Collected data
--*--

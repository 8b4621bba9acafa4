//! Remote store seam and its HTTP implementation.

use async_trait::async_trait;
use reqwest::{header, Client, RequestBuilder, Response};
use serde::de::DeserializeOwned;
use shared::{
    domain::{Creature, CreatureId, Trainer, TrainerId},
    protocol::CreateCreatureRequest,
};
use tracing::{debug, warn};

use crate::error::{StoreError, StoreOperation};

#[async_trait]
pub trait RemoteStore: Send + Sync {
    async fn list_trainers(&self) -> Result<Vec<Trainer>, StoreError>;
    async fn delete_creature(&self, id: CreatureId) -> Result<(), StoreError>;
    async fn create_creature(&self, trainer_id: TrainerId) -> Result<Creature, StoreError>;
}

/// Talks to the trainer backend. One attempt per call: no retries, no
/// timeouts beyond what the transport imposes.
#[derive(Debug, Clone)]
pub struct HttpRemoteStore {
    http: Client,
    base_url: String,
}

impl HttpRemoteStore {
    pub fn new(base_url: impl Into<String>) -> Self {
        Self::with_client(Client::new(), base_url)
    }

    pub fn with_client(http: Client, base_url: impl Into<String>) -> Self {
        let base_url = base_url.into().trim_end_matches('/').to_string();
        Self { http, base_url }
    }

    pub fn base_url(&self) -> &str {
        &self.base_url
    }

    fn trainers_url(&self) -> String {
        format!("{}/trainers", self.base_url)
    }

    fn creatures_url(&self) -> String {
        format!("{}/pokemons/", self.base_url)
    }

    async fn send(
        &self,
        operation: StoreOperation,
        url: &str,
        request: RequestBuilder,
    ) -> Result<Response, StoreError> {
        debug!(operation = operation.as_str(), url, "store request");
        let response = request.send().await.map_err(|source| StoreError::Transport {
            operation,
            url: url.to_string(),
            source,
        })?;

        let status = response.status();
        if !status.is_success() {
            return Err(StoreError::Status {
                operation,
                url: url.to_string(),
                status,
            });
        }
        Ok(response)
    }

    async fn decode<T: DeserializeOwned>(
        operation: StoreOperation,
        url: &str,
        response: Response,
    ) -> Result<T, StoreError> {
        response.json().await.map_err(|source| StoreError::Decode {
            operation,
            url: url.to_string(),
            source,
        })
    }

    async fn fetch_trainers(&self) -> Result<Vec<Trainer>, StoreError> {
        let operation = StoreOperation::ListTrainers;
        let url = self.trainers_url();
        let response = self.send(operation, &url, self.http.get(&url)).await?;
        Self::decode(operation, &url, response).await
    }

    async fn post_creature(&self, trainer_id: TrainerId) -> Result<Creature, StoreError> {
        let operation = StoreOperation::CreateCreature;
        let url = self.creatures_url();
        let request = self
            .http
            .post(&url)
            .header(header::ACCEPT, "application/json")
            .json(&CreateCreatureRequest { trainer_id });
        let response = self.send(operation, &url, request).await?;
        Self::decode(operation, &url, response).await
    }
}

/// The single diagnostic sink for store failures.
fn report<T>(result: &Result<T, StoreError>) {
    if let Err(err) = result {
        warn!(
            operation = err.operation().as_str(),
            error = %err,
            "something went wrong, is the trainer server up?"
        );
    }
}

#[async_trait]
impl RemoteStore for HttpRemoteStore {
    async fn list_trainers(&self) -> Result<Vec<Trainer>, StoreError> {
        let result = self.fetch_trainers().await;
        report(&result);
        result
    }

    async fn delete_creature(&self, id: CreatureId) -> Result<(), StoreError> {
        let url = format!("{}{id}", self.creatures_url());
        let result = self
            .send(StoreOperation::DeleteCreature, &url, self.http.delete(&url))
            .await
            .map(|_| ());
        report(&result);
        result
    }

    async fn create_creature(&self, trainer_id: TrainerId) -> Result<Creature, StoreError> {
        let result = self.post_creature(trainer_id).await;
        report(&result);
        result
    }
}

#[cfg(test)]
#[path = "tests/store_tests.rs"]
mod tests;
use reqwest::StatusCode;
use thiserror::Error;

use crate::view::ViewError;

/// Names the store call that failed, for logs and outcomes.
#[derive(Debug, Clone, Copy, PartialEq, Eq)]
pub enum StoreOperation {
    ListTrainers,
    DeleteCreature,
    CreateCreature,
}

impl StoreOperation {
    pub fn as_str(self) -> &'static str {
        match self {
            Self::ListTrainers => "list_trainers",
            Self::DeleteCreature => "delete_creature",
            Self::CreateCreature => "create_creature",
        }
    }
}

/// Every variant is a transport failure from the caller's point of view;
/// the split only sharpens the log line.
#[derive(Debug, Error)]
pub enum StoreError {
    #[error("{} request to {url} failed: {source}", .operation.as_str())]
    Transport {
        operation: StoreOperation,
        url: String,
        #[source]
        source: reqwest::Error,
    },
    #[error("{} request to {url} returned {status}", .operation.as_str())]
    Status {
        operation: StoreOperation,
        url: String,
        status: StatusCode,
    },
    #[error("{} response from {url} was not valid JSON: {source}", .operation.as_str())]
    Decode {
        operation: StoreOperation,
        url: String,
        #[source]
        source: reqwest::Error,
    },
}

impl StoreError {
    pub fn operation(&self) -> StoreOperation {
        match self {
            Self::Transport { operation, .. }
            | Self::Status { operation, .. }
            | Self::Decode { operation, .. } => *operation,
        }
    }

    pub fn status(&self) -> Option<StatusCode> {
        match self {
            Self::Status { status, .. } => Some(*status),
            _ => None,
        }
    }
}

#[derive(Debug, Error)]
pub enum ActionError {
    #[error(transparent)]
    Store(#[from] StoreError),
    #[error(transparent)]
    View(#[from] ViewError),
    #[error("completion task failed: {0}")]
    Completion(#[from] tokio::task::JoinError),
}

--*--

■ WORK TO COMPLETE
Lines from the entries that contain the string "CreatureId" must be found and copied.

■ PROBLEM SOLUTION
    domain::{Creature, CreatureId, Trainer, TrainerId},
    async fn delete_creature(&self, id: CreatureId) -> Result<(), StoreError>;
    async fn delete_creature(&self, id: CreatureId) -> Result<(), StoreError> {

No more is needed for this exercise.